This year is different, and although I’m not sure I can explain why I’m compelled to talk about it anyway.
Usually at this time of the evening on December 31, I’m counting down the hours until I can sweep the old year out the door and welcome in the new year. Generally speaking, I’m an optimistic person. When a year has been a rough one, my normal state of mind is to wipe the dust of the uncooperative year off my sandals and greet the new year as a do over.
For the first time in as long as I can remember, I’m not terribly excited about saying goodbye to this year. If this year was a person, I would like to keep it as a friend. I can name lots of nice things that happened in my family, my job, and my own little home. One couple I love dearly went from being childless to celebrating their first Christmas with TWO new daughters. (This was the same family I wrote about in Finding Lost Things.) Another friend who was chronically single (like me) surprised me with a phone call about meeting “the one” in the spring, and I went to her wedding in the fall. Although I don’t believe that happiness is something that is guaranteed or something that can be counted on, I was happy this year. I was as happy as I can ever remember being.
Maybe the difference is that I’m truly at mid-life. I don’t know if I’ll live to be 86 or 106, but if life is a teeter-totter, I feel like I’m at the center of it.
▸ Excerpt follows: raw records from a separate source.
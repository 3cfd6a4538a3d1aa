use std::{
    fmt,
    io::{self, Write},
};

/// External sound collaborator notified on every lightning strike.
pub trait AudioTrigger: fmt::Debug + Send {
    fn thunder(&mut self, intensity: f32);
}

/// Rings the terminal bell; the closest thing a terminal has to thunder.
#[derive(Debug, Default)]
pub struct TerminalBell;

impl AudioTrigger for TerminalBell {
    fn thunder(&mut self, _intensity: f32) {
        let mut stdout = io::stdout();
        if let Err(err) = stdout.write_all(b"\x07").and_then(|()| stdout.flush()) {
            log::debug!("terminal bell failed: {err}");
        }
    }
}
use crate::cli::Cli;

pub(crate) fn test_cli() -> Cli {
    Cli {
        effect: None,
        intensity: None,
        sound: false,
        fps: 60,
        no_flash: false,
        seed: Some(7),
        no_hint: false,
        ephemeral: true,
        log_file: None,
    }
}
I’ve spent the previous December 31sts looking forward, hoping that particular somethings will come to pass and be good in the coming year—maybe this year I’ll fall in love, or get a raise, or travel to Italy. As 2014 has drawn to a close, I don’t find myself wishing so much. I feel like I’m balanced between looking forward with hope and looking back with appreciation.
Perhaps that balance is because, despite my happiness this year, the world is still broken. It seems like so many of my friends and their families have been rocked by cancer lately. My peers have lost parents and are grieving, and part of my happiness is another year with my healthy parents, who have become my best friends. Some of my friends are being treated for cancer right now. Other friends have been dealing with unemployment, broken marriages, and countless other tragedies.
This seems a bit horrible to say, but I’m quoting not one but two of my friends who have said in 2014 that cancer was a blessing. Obviously neither of them meant that they wanted cancer, or that they were elated with the diagnosis.
One friend put it this way:
…We realized that cancer has actually given us more “joy” than usual. It allows for less happiness – because we can’t really go out, party, play, travel, etc. – but there has been a surprising upside to the whole thing.
We tend to take a lot of things for granted – when things are going well, we don’t really notice, and when things are going bad, we ignore all that might be going well and have a pity party…
Now some would think that [cancer] would be cause for greater depression and despair – but no. It actually brought us closer together, helped us to focus on what was really important (thus, not taking things for granted), helped us to count our blessings, and has increased our faith.
Another friend, who first shocked me early in the year by switching from her usual hashtag of #suckitcancer to calling cancer a blessing, said this:
Every single moment is precious.
Every 3am conversation, over peanut butter toast
Every touch
Every hug
Every smile
Every “I love you”
Every “thank you”
Every moment
It shouldn’t take a diagnosis, to cherish & savor the precious people in your life. Never miss a moment. Be present. Be kind. Be vulnerable.
Be #grateful
These are the sorts of things that make me grateful for 2014–celebrating new babies, new spouses, good jobs, and all the reasons to understand that life is precious, friends are valuable beyond measure, and that we have so much to love about this life, this year and next.
I’m spending New Year’s Eve alone, but I’m more aware than I can remember that we live in community and that life is a journey toward our true home. We are made to love, and we are at our happiest when we’re doing what we are made to do.
Happy 2015 to you all.
Sitting in PDX waiting to breeze through ATL tonight, wishing I could hug your neck and thank you for this beautiful year end review. Happy 2015 to you B
love S&T
I wish I could hug your neck, too! Love you both.